Changed the filter template in PgVercorStore to replace JSONPath expressions with JSONB field access, using standard SQL operators such as '=' instead of '==', 'AND' instead of '&&', and 'OR' instead of '||'. This adjustment addresses compatibility issues with the 'IN' operator, which previously returned parse errors. Also updated PgVectorFilterExpressionConverter and corresponding tests to align with these changes.

  • Replaced metadata::jsonb @@ '$.key == "value"'::jsonpath with metadata::jsonb->>'key' = 'value'
  • Fixed parsing issues with metadata::jsonb @@ '$.key in ["value"]'::jsonpath by using JSONB field access.
  • Updated logical operators IN filter expressions to standard SQL syntax.

These changes improve the clarity, execution reliability, and compatibility of filter expressions in the database.

Comment From: tzolov

Thank you @dperezcabrera, looks like a nice improvement!

Could you please pull rebase to the upstream main (e.g. git pull -r upstream main), resolve any eventual conflicts and (force) merge to you PR?

Comment From: dperezcabrera

Thank you. I've rebased and merged the changes as requested!

Comment From: tzolov

@dperezcabrera have you run the integration tests for the pgvector and for the autoconfiguraiton? the ./mvnw clean install -pl vector-stores/spring-ai-pgvector-store -Pintegration-tests is failing form me

Comment From: dperezcabrera

I have executed them; however, since I don't have an API key for OpenAI, this has been the result: run: 4, Failures: 0, Errors: 0, Skipped: 4.
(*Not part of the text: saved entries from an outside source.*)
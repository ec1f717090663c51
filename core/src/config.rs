use crate::{
    aggregation::ExposureCurveConfig,
    efficacy::EfficacyPolicy,
    error::{RiskError, RiskResult},
    simulation::{DEFAULT_BATCH_SIZE, DEFAULT_ITERATIONS},
    types::{Money, Severity},
};
use serde::{Deserialize, Serialize};

/// Residual-risk thresholds used to classify a risk that arrives without
/// a caller-supplied severity.
#[derive(Debug, Clone, Copy, Serialize, Deserialize, PartialEq)]
pub struct SeverityBands {
    pub critical: Money,
    pub high:     Money,
    pub medium:   Money,
}

impl SeverityBands {
    pub fn classify(&self, residual_risk: Money) -> Severity {
        if residual_risk >= self.critical {
            Severity::Critical
        } else if residual_risk >= self.high {
            Severity::High
        } else if residual_risk >= self.medium {
            Severity::Medium
        } else {
            Severity::Low
        }
    }

    fn validate(&self) -> RiskResult<()> {
        let ordered = 0.0 <= self.medium && self.medium <= self.high && self.high <= self.critical;
        if !ordered {
            return Err(RiskError::InvalidInput(format!(
                "severity bands must satisfy 0 <= medium <= high <= critical, got {} / {} / {}",
                self.medium, self.high, self.critical
            )));
        }
        Ok(())
    }
}

impl Default for SeverityBands {
    fn default() -> Self {
        Self {
            critical: 1_000_000.0,
            high:     250_000.0,
            medium:   50_000.0,
        }
    }
}

#[derive(Debug, Clone, Serialize, Deserialize, PartialEq)]
#[serde(rename_all = "camelCase", default)]
pub struct EngineConfig {
    pub iterations: usize,
    pub batch_size: usize,
    /// Spread trial batches and population risks across the rayon pool.
    pub parallel: bool,
    /// Master seed. Drawn from entropy when absent.
    pub seed: Option<u64>,
    pub efficacy_policy: EfficacyPolicy,
    pub exposure_curve: ExposureCurveConfig,
    pub severity_bands: SeverityBands,
}

impl Default for EngineConfig {
    fn default() -> Self {
        Self {
            iterations: DEFAULT_ITERATIONS,
            batch_size: DEFAULT_BATCH_SIZE,
            parallel: true,
            seed: None,
            efficacy_policy: EfficacyPolicy::default(),
            exposure_curve: ExposureCurveConfig::default(),
            severity_bands: SeverityBands::default(),
        }
    }
}

impl EngineConfig {
    /// Load from a JSON file. Missing fields take their defaults.
    /// In tests, use EngineConfig::default_test().
    pub fn load(path: &str) -> anyhow::Result<Self> {
        let content = std::fs::read_to_string(path)
            .map_err(|e| anyhow::anyhow!("Cannot read {path}: {e}"))?;
        let config: EngineConfig = serde_json::from_str(&content)
            .map_err(|e| anyhow::anyhow!("Cannot parse {path}: {e}"))?;
        config
            .validate()
            .map_err(|e| anyhow::anyhow!("Invalid config {path}: {e}"))?;
        Ok(config)
    }

    /// Seeded, serial configuration for reproducible tests.
    pub fn default_test() -> Self {
        Self {
            seed: Some(42),
            parallel: false,
            ..Self::default()
        }
    }

    pub fn validate(&self) -> RiskResult<()> {
        if self.iterations == 0 {
            return Err(RiskError::InvalidInput("iterations must be >= 1".into()));
        }
        if self.batch_size == 0 {
            return Err(RiskError::InvalidInput("batchSize must be >= 1".into()));
        }
        if self.exposure_curve.max_points == 0 && !self.exposure_curve.full {
            return Err(RiskError::InvalidInput("exposureCurve.maxPoints must be >= 1".into()));
        }
        self.severity_bands.validate()
    }
}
Can you please send me the error logs by email?

Comment From: tzolov

@dperezcabrera for example

  • searchWithFilters: COSINE_DISTANCE
org.springframework.jdbc.BadSqlGrammarException: PreparedStatementCallback; bad SQL grammar [SELECT *, embedding [=] ? AS distance FROM vector_store WHERE embedding [=] ? [ ?  AND (metadata::jsonb-]]'country' = 'BG' AND metadata::jsonb-]]'year' = 2020)  ORDER BY distance LIMIT ? ]
 ```
* searchWithFilters: EUCLIDEAN_DISTANCE
 ```
 org.springframework.jdbc.BadSqlGrammarException: PreparedStatementCallback; bad SQL grammar [SELECT *, embedding [-] ? AS distance FROM vector_store WHERE embedding [-] ? [ ?  AND (metadata::jsonb-]]'country' = 'BG' AND metadata::jsonb-]]'year' = 2020)  ORDER BY distance LIMIT ? ]
 ```
 * searchWithFilters: NEGATIVE_INNER_PRODUCT

org.springframework.jdbc.BadSqlGrammarException: PreparedStatementCallback; bad SQL grammar [SELECT *, (1 + (embedding [#] ?)) AS distance FROM vector_store WHERE (1 + (embedding [#] ?)) [ ? AND (metadata::jsonb-]]'country' = 'BG' AND metadata::jsonb-]]'year' = 2020) ORDER BY distance LIMIT ? ]

```

Comment From: dperezcabrera

I see another problem, metadata::jsonb->>'year' must be (metadata->>'year')::INTEGER In protected void doKey(Key key, StringBuilder context) { I can't do this change.

Comment From: markpollack

Hi, this is a great contribution to improve the speed of pgvector, you mention In protected void doKey(Key key, StringBuilder context) { I can't do this change. what do you mean?

I can't easily share access keys, I would recommend getting an openai subscription, the cost is minimal.

Comment From: dperezcabrera

Here: (https://github.com/dperezcabrera/spring-ai/blob/bebbfceab6e22a6bdeda3c3e168aceaf52994abd/spring-ai-core/src/main/java/org/springframework/ai/vectorstore/filter/converter/PgVectorFilterExpressionConverter.java#L64C1-L76C1)

I need to know the type of the key. If fieldname is an integer, the method must use this template (metadata->>'fieldname')::INTEGER. If fieldname is a string, then: metadata::jsonb->>'fieldname'. If fieldname is a date, (metadata->>'fieldname')::DATE. This ensures the key is correctly interpreted in the database query. This will require a significant change in the common classes and may have side effects on other implementations, which need to be carefully considered before proposing it.

Now I have and access key, before I only had API keys for Microsoft's Azure, and they didn't work with the integrated tests.

Comment From: markpollack

bumping to RC1, apologies

Comment From: dperezcabrera

I think it is best to close this pull request, and address this functionality in the future. If you agree, close it.

Comment From: tzolov

Thank you for the effort @dperezcabrera. We can re-open it in the future if you have time to work on it.

Causing due to some unsolved issues (check the log above).